- **TASK TO CARRY OUT**: Among these entries, how many lines contain "environment"? Say the number and nothing else.

+ + + + +

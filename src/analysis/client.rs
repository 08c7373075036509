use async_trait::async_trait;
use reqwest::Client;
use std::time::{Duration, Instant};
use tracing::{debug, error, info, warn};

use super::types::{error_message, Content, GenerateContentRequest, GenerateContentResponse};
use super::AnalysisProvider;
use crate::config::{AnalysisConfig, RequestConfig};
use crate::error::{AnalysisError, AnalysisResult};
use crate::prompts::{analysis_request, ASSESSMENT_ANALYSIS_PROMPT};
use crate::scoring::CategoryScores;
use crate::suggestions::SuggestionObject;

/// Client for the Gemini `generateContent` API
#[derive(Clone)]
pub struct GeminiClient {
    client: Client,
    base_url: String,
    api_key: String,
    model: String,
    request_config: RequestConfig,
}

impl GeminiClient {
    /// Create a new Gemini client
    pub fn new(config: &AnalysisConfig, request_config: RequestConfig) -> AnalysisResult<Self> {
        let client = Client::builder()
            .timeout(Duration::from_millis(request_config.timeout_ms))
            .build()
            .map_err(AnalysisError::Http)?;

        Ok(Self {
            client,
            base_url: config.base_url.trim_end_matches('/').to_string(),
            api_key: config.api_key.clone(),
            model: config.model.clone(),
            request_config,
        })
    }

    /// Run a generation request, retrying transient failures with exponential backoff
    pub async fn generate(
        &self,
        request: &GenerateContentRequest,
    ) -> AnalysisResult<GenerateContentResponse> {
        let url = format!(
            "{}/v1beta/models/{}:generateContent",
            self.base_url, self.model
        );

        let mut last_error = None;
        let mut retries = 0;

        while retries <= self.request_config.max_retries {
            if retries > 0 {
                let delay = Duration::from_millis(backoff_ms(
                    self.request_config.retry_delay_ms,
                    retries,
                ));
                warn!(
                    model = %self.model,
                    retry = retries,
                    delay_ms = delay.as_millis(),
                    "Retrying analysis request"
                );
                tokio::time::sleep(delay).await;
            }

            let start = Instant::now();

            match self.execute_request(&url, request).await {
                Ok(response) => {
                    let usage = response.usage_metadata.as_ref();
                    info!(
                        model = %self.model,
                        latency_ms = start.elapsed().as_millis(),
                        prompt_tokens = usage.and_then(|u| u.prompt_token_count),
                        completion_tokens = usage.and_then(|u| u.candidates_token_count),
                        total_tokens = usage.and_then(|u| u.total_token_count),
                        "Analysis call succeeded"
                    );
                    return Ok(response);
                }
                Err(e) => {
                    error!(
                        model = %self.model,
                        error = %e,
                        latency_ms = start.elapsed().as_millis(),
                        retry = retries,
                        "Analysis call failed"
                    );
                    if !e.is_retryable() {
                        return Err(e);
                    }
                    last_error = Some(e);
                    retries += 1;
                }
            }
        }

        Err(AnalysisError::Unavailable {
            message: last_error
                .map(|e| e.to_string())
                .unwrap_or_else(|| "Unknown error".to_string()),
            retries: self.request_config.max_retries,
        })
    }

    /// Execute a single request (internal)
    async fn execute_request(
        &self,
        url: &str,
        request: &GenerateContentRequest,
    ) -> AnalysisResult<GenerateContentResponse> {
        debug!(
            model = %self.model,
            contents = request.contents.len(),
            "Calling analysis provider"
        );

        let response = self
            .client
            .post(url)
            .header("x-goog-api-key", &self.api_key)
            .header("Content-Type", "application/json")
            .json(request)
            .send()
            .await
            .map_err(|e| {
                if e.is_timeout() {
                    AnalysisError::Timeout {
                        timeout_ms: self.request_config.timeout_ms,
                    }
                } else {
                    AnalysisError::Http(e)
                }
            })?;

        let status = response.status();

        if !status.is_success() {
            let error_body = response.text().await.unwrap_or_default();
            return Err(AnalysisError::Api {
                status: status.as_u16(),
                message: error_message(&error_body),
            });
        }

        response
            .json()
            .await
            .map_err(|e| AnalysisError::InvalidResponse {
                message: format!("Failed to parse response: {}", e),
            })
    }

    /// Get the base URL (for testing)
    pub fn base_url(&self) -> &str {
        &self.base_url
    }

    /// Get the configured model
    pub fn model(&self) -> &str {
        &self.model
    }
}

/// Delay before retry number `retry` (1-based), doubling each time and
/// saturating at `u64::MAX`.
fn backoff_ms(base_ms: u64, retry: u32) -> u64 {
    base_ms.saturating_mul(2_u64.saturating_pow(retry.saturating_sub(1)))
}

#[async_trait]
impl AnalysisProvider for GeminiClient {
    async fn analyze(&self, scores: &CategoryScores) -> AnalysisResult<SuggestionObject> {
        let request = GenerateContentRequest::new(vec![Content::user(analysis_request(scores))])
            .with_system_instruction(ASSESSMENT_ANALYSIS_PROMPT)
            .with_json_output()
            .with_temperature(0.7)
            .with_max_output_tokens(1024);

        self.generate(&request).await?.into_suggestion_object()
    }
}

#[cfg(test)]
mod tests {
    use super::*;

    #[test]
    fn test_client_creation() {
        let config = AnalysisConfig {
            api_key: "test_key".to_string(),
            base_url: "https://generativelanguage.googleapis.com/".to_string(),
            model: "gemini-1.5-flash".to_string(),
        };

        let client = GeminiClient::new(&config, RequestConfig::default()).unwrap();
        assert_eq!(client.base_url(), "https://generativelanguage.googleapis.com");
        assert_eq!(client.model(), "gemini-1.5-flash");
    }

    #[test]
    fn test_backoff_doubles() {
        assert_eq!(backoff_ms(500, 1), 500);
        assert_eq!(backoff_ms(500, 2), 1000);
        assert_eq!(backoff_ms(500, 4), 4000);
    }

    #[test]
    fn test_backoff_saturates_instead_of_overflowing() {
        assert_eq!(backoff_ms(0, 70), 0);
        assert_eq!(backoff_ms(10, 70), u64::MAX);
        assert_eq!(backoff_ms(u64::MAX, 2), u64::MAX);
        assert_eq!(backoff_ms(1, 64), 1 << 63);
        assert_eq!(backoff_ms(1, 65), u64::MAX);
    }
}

+ + + + +

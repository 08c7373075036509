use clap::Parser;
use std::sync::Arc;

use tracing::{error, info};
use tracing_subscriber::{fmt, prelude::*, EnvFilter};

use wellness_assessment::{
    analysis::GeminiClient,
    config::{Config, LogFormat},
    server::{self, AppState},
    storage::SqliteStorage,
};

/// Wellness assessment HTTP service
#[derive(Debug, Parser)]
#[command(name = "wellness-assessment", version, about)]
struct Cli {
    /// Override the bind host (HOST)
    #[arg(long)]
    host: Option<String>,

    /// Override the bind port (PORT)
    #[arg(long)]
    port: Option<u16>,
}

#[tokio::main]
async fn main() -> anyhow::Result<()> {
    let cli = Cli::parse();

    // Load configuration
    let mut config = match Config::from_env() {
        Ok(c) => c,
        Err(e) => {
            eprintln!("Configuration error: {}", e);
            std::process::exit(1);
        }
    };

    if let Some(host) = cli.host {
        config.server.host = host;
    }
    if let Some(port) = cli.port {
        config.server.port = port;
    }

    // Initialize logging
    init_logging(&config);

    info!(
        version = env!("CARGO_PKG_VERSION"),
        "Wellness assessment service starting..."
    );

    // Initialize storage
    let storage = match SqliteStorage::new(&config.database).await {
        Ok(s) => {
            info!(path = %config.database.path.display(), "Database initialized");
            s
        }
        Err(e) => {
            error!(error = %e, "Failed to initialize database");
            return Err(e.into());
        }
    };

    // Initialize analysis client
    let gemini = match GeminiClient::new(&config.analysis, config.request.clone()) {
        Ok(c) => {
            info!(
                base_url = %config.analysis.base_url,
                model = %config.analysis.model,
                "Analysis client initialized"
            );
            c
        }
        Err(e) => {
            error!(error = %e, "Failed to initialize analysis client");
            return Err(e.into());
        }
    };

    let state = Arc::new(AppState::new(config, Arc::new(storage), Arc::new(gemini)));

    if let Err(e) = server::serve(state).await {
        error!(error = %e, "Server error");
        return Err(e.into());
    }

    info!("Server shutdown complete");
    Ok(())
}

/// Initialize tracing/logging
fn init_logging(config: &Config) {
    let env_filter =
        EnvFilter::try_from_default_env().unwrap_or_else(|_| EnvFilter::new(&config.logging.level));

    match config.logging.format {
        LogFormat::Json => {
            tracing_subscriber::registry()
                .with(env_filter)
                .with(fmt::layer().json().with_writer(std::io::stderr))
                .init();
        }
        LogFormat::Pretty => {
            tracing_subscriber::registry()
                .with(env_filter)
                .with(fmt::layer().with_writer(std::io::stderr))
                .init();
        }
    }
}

+ + + + +

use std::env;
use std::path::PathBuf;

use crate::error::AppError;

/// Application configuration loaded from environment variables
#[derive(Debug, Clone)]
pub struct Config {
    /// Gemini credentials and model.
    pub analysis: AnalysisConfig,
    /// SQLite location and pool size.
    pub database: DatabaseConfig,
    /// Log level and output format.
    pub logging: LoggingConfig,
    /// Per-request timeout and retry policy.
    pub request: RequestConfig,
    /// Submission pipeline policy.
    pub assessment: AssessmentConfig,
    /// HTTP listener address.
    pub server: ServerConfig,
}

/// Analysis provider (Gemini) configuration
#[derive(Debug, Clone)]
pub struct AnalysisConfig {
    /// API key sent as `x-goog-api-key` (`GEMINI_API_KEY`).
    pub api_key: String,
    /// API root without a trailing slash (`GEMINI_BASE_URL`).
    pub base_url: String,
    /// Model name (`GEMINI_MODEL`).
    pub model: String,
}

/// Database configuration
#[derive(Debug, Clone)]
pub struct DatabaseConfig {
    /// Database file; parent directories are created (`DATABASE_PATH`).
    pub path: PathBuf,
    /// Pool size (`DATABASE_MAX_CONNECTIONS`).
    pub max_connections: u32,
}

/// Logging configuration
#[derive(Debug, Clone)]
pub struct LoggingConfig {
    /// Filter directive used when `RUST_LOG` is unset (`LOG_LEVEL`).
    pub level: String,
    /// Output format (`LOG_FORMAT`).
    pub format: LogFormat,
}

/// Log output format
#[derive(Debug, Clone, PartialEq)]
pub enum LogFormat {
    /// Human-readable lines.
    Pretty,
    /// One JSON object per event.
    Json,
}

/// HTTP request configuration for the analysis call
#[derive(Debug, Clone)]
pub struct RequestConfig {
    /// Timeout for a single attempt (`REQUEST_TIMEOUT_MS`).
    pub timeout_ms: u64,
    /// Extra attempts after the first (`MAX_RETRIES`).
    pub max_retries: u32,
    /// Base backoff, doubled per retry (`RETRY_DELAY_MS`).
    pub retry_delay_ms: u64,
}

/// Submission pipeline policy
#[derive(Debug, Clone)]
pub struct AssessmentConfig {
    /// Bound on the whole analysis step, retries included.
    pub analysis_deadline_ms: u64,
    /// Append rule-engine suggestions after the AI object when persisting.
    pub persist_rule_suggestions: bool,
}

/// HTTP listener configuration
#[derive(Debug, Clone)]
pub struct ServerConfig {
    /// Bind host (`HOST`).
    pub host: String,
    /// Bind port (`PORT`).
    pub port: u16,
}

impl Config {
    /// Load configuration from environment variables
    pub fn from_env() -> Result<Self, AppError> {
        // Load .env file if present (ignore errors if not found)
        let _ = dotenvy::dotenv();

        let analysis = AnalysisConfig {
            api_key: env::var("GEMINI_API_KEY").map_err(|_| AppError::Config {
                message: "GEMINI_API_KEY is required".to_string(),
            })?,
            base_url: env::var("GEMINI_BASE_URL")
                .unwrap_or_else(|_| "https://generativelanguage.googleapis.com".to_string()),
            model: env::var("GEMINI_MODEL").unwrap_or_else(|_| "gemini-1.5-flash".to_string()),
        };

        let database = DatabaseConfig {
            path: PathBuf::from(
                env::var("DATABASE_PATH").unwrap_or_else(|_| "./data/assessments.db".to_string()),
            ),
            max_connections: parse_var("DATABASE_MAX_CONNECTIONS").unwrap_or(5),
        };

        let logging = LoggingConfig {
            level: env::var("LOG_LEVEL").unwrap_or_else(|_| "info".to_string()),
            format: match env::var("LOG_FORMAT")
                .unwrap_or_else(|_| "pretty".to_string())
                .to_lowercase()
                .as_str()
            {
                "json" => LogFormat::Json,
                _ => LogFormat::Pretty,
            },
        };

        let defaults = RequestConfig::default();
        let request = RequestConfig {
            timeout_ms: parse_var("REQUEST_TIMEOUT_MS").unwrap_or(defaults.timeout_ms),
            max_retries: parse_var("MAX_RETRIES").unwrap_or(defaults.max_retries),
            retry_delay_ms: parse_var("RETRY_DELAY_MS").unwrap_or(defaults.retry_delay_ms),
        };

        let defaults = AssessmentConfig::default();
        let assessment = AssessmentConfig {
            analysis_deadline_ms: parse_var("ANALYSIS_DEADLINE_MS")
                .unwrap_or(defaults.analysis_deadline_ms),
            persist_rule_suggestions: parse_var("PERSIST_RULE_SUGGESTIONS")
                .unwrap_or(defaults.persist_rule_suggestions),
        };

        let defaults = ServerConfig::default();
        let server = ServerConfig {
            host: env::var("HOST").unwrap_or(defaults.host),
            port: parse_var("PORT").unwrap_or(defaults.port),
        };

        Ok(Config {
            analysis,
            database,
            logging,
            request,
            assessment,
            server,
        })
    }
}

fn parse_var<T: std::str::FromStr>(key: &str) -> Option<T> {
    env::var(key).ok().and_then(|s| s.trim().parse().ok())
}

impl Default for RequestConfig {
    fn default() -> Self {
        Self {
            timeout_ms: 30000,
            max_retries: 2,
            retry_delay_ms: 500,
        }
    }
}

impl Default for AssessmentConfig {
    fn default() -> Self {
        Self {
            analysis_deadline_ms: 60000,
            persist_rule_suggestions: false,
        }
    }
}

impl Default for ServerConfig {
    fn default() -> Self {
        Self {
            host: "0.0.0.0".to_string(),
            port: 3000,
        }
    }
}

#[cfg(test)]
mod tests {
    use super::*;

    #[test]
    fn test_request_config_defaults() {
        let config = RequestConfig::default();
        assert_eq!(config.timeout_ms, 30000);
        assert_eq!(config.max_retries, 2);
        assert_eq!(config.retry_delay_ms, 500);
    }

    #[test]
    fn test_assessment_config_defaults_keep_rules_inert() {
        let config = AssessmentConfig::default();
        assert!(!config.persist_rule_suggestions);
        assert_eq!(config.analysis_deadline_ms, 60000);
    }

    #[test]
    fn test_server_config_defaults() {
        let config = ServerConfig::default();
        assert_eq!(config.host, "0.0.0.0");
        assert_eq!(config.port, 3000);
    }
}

+ + + + +

- **ANSWER BOX**: 2